Losinger Marazzi, a Swiss subsidiary of Bouygues, has been chosen to build the 200-bed LimmiViva hospital in the town of Schlieren on the outskirts of Zürich.

The 50,000m² hospital will be eight storeys high, and will incorporate a car park and technical facilities on two basement levels. There will also be a restaurant, administrative offices, laboratories, x-ray facilities, five operating theatres, an accident and emergency department and a maternity unit.

Work has already begun on project which is being tendered by the Spitalverband Limmattal Group. The project was devised by architects BFB Architekten and Brunet Saunier Architecture, and will have a construction value of $200m.

Geothermal probes will enable the hospital to benefit from zero-carbon energy in line with its principles of sustainable development.

The project is the first in Switzerland where digital modelling was carried out collaboratively by architects, civil engineers and M&E specialists.

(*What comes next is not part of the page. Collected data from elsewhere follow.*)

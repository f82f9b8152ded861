//! Shadow quality levels.

use serde::{Deserialize, Serialize};

#[derive(Debug, Clone, Copy, PartialEq, Eq, PartialOrd, Ord, Default, Serialize, Deserialize)]
pub enum ShadowQuality {
    None,
    Low,
    #[default]
    Medium,
    High,
}

impl ShadowQuality {
    pub const ALL: [ShadowQuality; 4] = [Self::None, Self::Low, Self::Medium, Self::High];

    pub fn is_enabled(self) -> bool {
        self != Self::None
    }

    /// One level lower; `None` is terminal.
    pub fn downgrade(self) -> Self {
        match self {
            Self::High => Self::Medium,
            Self::Medium => Self::Low,
            Self::Low | Self::None => Self::None,
        }
    }

    /// Value fed to the `shadow_quality` uniform (PCF offset divisor).
    pub fn shader_factor(self) -> f32 {
        match self {
            Self::None => 0.0,
            Self::Low => 33.3,
            Self::Medium => 100.0,
            Self::High => 200.0,
        }
    }

    /// Depth target size relative to the scene viewport.
    pub fn texture_multiplier(self) -> u32 {
        match self {
            Self::None => 0,
            Self::Low => 1,
            Self::Medium => 3,
            Self::High => 5,
        }
    }

    pub fn name(self) -> &'static str {
        match self {
            Self::None => "no",
            Self::Low => "low",
            Self::Medium => "medium",
            Self::High => "high",
        }
    }
}
//! Plain-text data loading.
//!
//! One item per line: `row_key, column_key, value`. Lines starting with `#`
//! are comments. Row and column keys become categories in first-seen order;
//! each item sits at the center of its cell.

use std::collections::HashMap;
use std::path::Path;

use super::grid::DataGrid;
use super::item::{DataArray, DataItem};
use crate::util::{Error, Result, Vec2};

/// Grid built from a data file plus the area it covers.
#[derive(Debug)]
pub struct LoadedData {
    pub grid: DataGrid,
    /// Area size in cells: (columns, rows)
    pub area: Vec2,
    /// Lines that were rejected
    pub skipped: usize,
}

/// Parse one line into `(row_key, column_key, value)`.
pub fn parse_line(line_no: usize, line: &str) -> Result<(String, String, f32)> {
    let fields: Vec<&str> = line.split(',').map(str::trim).filter(|f| !f.is_empty()).collect();
    let invalid = || Error::InvalidRow {
        line: line_no,
        text: line.to_string(),
    };
    if fields.len() < 3 {
        return Err(invalid());
    }
    let value = fields[2].parse::<f32>().map_err(|_| invalid())?;
    Ok((fields[0].to_string(), fields[1].to_string(), value))
}

/// Build a grid from text. Invalid lines are logged and skipped.
pub fn parse_str(text: &str) -> LoadedData {
    let mut row_keys: Vec<String> = Vec::new();
    let mut column_keys: Vec<String> = Vec::new();
    let mut row_index: HashMap<String, usize> = HashMap::new();
    let mut column_index: HashMap<String, usize> = HashMap::new();
    let mut cells: Vec<(usize, usize, f32)> = Vec::new();
    let mut skipped = 0;

    for (i, line) in text.lines().enumerate() {
        let trimmed = line.trim();
        if trimmed.is_empty() || trimmed.starts_with('#') {
            continue;
        }
        let (row_key, column_key, value) = match parse_line(i + 1, trimmed) {
            Ok(parsed) => parsed,
            Err(e) => {
                tracing::warn!("Invalid row read from data: {}", e);
                skipped += 1;
                continue;
            }
        };
        let row = *row_index.entry(row_key.clone()).or_insert_with(|| {
            row_keys.push(row_key);
            row_keys.len() - 1
        });
        let column = *column_index.entry(column_key.clone()).or_insert_with(|| {
            column_keys.push(column_key);
            column_keys.len() - 1
        });
        cells.push((row, column, value));
    }

    let mut rows: DataArray = vec![None; row_keys.len()];
    for (row, column, value) in cells {
        let items = rows[row].get_or_insert_with(Vec::new);
        if items.len() <= column {
            items.resize_with(column + 1, DataItem::default);
        }
        items[column] = DataItem::new(value, Vec2::new(column as f32 + 0.5, row as f32 + 0.5))
            .with_label(format!("{} {}: {}", row_keys[row], column_keys[column], value));
    }

    // Cells with no data still need a position inside the area
    for (r, row) in rows.iter_mut().enumerate() {
        if let Some(items) = row {
            for (c, item) in items.iter_mut().enumerate() {
                if item.label.is_empty() {
                    item.position = Vec2::new(c as f32 + 0.5, r as f32 + 0.5);
                }
            }
        }
    }

    let area = Vec2::new(column_keys.len() as f32, row_keys.len() as f32);
    let mut grid = DataGrid::new();
    grid.reset_array(Some(rows), Some(row_keys), Some(column_keys));
    tracing::debug!(rows = grid.row_count(), skipped, "parsed data");

    LoadedData { grid, area, skipped }
}

/// Load a data file from disk.
pub fn load(path: &Path) -> Result<LoadedData> {
    let text = std::fs::read_to_string(path)?;
    let data = parse_str(&text);
    tracing::info!(
        "Loaded {} ({} rows, {} skipped)",
        path.display(),
        data.grid.row_count(),
        data.skipped
    );
    Ok(data)
}

/// Monthly rainfall style demo set: 13 years by 12 months.
pub fn demo_rainfall() -> LoadedData {
    let mut text = String::from("# year, month, rainfall (mm)\n");
    for (y, year) in (2000..=2012).enumerate() {
        for month in 1..=12u32 {
            // Deterministic seasonal curve with a per-year wobble
            let season = ((month as f32 - 1.0) / 12.0 * std::f32::consts::TAU).cos();
            let wobble = ((y as f32 * 7.3 + month as f32 * 3.1).sin() + 1.0) * 12.0;
            let value = (45.0 - season * 25.0 + wobble).round();
            text.push_str(&format!("{year}, {month}, {value}\n"));
        }
    }
    parse_str(&text)
}

#[cfg(test)]
mod tests {
    use super::*;
    use crate::data::DataProxy;

    #[test]
    fn test_parse_line() {
        let (r, c, v) = parse_line(1, "2001, 3, 42.5").unwrap();
        assert_eq!((r.as_str(), c.as_str(), v), ("2001", "3", 42.5));
        assert!(matches!(parse_line(7, "2001, 3"), Err(Error::InvalidRow { line: 7, .. })));
        assert!(parse_line(2, "2001, 3, lots").is_err());
    }

    #[test]
    fn test_parse_str_skips_invalid() {
        let data = parse_str("# comment\n2000, 1, 10\nbroken\n2000, 2, 20\n2001, 1, 5\n");
        assert_eq!(data.skipped, 1);
        assert_eq!(data.grid.row_count(), 2);
        assert_eq!(data.area, Vec2::new(2.0, 2.0));
        assert_eq!(data.grid.row_labels(), ["2000".to_string(), "2001".to_string()]);

        let item = data.grid.item_at(0, 1).unwrap();
        assert_eq!(item.value, 20.0);
        assert_eq!(item.position, Vec2::new(1.5, 0.5));
        assert_eq!(data.grid.row_at(1).map(|r| r.len()), Some(1));
    }

    #[test]
    fn test_load_from_file() {
        let dir = tempfile::tempdir().unwrap();
        let path = dir.path().join("rain.txt");
        std::fs::write(&path, "2000, 1, 10\n2000, 2, 30\n").unwrap();
        let data = load(&path).unwrap();
        assert_eq!(data.grid.limits().max, 30.0);

        assert!(matches!(load(&dir.path().join("missing.txt")), Err(Error::Io(_))));
    }

    #[test]
    fn test_demo_rainfall_shape() {
        let data = demo_rainfall();
        assert_eq!(data.grid.row_count(), 13);
        assert_eq!(data.area, Vec2::new(12.0, 13.0));
        assert_eq!(data.skipped, 0);
        assert!(data.grid.limits().min >= 0.0);
    }
}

Pascal Minault, chief executive of Bouygues Entreprises FranceEurope, said: "This contract illustrates our development in the healthcare sector in Switzerland, where investments of some €20bn ($22.5bn) is expected over the next 15 years.

"Losinger Marazzi is benefiting from the expertise of the Bouygues Construction Group, which has completed dozens of hospital projects in recent years in France, the UK, Canada and other countries."

Three hundred people will be working on the site at peak periods. The fitting out phase will begin in autumn 2016 and the hospital is scheduled to open to the public in 2018.

It was recently announced that Bouygues will build a new hospital in France’s tropical territory, Guiana, in South America, where Henri "Papillon" Charrière was imprisoned in 1933.